Exercise brief: Repeat exactly the lines of the listing below, please, starting with the first and ending with the line containing "pub fn cast(object: HeapObject)"; leave out the rest.

Given information below:

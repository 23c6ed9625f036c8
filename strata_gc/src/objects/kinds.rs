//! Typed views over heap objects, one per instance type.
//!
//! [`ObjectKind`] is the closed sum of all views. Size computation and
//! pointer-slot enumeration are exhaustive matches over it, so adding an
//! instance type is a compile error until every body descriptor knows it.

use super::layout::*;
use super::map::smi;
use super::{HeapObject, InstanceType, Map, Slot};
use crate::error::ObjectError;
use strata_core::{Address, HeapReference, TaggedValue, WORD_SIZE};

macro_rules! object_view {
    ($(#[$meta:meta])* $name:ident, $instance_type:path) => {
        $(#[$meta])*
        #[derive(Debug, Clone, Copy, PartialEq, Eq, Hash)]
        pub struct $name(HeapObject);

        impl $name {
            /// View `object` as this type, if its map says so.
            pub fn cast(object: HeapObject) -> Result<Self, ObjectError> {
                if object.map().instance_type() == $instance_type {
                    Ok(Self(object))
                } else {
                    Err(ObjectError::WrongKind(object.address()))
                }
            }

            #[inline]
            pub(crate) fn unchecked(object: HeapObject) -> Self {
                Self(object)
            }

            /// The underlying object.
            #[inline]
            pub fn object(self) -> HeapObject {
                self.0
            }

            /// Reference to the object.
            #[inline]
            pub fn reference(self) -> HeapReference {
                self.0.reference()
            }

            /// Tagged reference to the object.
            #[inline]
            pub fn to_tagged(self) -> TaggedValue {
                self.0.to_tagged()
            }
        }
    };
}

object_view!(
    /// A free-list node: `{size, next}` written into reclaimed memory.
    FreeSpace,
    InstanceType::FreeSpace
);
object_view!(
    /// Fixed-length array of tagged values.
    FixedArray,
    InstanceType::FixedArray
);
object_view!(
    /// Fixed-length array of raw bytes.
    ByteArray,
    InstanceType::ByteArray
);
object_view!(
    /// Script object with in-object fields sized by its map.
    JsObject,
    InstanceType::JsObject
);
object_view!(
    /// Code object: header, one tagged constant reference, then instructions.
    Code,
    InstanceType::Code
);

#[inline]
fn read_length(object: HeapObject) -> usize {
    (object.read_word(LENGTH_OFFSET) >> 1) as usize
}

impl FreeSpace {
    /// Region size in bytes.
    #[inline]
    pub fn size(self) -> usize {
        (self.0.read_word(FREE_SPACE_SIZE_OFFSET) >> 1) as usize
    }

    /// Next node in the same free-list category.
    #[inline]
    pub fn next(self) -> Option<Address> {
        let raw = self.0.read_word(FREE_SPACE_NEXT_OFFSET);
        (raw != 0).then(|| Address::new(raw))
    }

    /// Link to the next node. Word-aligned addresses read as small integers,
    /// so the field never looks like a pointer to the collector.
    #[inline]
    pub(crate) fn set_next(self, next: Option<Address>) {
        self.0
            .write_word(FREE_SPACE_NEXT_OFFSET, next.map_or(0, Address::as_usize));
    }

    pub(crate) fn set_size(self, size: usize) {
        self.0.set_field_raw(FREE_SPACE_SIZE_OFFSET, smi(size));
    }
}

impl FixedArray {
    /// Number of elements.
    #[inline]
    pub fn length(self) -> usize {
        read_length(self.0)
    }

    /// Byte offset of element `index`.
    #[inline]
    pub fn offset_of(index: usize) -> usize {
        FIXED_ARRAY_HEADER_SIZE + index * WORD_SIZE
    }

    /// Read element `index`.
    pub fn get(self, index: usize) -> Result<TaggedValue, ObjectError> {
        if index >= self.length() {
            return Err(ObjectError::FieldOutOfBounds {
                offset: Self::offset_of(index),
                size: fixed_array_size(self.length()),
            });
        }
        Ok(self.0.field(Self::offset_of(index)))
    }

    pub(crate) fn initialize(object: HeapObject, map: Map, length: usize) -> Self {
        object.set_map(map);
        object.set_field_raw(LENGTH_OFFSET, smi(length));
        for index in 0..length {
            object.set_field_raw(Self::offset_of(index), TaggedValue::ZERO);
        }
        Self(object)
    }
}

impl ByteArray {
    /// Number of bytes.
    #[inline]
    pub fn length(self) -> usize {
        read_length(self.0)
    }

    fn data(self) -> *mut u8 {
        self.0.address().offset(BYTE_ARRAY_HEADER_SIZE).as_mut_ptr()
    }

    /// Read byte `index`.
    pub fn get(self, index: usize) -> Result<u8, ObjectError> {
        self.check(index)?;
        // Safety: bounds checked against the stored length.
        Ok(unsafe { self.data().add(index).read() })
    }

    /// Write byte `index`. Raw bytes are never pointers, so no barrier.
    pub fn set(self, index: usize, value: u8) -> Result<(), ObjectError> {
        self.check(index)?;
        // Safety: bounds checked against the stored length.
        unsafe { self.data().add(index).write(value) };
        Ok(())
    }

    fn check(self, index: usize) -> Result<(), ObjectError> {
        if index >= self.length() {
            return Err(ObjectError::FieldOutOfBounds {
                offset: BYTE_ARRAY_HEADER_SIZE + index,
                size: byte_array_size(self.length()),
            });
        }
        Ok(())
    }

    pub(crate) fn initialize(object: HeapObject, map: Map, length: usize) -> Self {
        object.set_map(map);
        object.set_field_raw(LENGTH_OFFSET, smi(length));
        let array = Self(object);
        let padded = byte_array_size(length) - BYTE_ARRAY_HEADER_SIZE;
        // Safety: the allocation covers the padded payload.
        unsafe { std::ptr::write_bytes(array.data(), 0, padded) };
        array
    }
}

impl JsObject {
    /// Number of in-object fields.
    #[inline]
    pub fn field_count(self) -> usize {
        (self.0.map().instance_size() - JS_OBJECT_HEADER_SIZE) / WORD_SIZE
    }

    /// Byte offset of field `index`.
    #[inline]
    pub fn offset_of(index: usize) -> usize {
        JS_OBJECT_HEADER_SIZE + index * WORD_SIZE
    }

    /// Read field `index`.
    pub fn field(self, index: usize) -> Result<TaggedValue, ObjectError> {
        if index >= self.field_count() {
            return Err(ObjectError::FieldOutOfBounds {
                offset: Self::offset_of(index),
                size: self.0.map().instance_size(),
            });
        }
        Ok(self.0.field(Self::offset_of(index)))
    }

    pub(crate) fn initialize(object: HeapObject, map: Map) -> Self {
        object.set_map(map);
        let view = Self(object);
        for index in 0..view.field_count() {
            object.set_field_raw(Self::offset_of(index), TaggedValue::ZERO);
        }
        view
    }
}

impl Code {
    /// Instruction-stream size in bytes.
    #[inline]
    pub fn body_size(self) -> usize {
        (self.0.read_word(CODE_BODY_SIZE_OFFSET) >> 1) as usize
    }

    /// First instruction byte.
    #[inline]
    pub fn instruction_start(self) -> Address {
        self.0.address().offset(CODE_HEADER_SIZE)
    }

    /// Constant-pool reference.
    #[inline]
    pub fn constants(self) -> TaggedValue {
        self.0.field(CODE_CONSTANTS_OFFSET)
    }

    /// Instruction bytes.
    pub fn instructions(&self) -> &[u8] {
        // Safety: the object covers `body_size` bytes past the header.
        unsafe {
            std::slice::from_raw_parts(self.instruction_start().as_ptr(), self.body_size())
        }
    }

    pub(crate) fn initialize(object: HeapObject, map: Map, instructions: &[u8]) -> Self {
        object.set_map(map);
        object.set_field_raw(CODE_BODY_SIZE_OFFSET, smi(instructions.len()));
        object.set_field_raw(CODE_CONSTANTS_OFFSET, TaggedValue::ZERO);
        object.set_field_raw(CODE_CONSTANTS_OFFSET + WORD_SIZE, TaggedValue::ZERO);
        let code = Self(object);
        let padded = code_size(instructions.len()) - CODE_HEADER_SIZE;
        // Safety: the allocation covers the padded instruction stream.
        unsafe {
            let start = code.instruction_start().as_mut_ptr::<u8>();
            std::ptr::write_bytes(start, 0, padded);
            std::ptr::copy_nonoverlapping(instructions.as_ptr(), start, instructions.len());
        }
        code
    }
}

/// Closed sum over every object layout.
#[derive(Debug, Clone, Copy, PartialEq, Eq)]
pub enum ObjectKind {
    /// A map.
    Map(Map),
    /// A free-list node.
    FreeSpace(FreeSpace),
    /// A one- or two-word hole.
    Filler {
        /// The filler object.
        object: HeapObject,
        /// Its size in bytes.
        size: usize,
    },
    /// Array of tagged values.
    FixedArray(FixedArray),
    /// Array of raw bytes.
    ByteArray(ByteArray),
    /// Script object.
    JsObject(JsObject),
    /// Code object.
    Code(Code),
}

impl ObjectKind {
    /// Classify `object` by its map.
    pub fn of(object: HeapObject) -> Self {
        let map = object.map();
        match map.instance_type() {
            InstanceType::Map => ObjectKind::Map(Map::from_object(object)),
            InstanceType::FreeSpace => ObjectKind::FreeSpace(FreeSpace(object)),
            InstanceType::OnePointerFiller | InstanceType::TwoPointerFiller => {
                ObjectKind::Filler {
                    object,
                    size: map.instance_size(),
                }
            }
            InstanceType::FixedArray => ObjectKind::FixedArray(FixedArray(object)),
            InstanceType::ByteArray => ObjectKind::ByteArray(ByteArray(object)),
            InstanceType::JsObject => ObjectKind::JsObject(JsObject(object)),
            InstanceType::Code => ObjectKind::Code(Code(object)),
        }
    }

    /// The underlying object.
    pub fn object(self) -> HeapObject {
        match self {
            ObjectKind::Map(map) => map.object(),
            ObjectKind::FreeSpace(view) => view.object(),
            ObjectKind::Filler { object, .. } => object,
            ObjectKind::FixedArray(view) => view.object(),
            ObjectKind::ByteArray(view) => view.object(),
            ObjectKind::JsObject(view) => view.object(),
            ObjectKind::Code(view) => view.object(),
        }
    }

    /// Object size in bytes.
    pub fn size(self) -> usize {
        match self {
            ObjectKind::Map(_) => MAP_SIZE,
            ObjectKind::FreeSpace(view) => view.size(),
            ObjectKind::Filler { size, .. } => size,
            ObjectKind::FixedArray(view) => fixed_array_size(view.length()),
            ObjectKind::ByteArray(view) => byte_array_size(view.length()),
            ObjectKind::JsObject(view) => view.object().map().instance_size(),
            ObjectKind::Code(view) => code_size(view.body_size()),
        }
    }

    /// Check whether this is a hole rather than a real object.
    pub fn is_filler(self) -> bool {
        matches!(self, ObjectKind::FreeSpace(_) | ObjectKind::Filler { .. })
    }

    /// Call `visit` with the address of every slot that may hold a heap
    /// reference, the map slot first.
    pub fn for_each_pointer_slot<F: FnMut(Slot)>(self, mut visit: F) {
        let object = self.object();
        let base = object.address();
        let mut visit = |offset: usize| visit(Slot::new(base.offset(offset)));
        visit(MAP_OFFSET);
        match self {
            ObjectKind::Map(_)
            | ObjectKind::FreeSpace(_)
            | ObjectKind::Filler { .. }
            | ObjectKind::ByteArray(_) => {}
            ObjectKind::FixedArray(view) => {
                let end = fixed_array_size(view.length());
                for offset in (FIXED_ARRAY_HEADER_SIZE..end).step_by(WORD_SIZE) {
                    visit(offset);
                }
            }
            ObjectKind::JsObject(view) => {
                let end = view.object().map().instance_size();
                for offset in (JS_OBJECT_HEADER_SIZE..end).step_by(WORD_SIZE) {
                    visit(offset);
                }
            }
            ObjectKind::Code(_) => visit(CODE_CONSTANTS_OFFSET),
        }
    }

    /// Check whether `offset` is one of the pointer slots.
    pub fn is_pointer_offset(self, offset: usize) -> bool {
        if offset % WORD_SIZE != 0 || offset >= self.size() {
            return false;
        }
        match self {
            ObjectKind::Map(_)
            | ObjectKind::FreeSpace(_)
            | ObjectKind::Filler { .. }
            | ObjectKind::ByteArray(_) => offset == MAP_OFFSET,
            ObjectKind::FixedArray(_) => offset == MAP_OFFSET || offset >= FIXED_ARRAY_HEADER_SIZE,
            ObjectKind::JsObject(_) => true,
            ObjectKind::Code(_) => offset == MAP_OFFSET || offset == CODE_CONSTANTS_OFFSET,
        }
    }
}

End of Given information.

Exercise output:
repository 23c6ed9625f036c8
filename strata_gc/src/objects/kinds.rs
//! Typed views over heap objects, one per instance type.
//!
//! [`ObjectKind`] is the closed sum of all views. Size computation and
//! pointer-slot enumeration are exhaustive matches over it, so adding an
//! instance type is a compile error until every body descriptor knows it.

use super::layout::*;
use super::map::smi;
use super::{HeapObject, InstanceType, Map, Slot};
use crate::error::ObjectError;
use strata_core::{Address, HeapReference, TaggedValue, WORD_SIZE};

macro_rules! object_view {
    ($(#[$meta:meta])* $name:ident, $instance_type:path) => {
        $(#[$meta])*
        #[derive(Debug, Clone, Copy, PartialEq, Eq, Hash)]
        pub struct $name(HeapObject);

        impl $name {
            /// View `object` as this type, if its map says so.
            pub fn cast(object: HeapObject) -> Result<Self, ObjectError> {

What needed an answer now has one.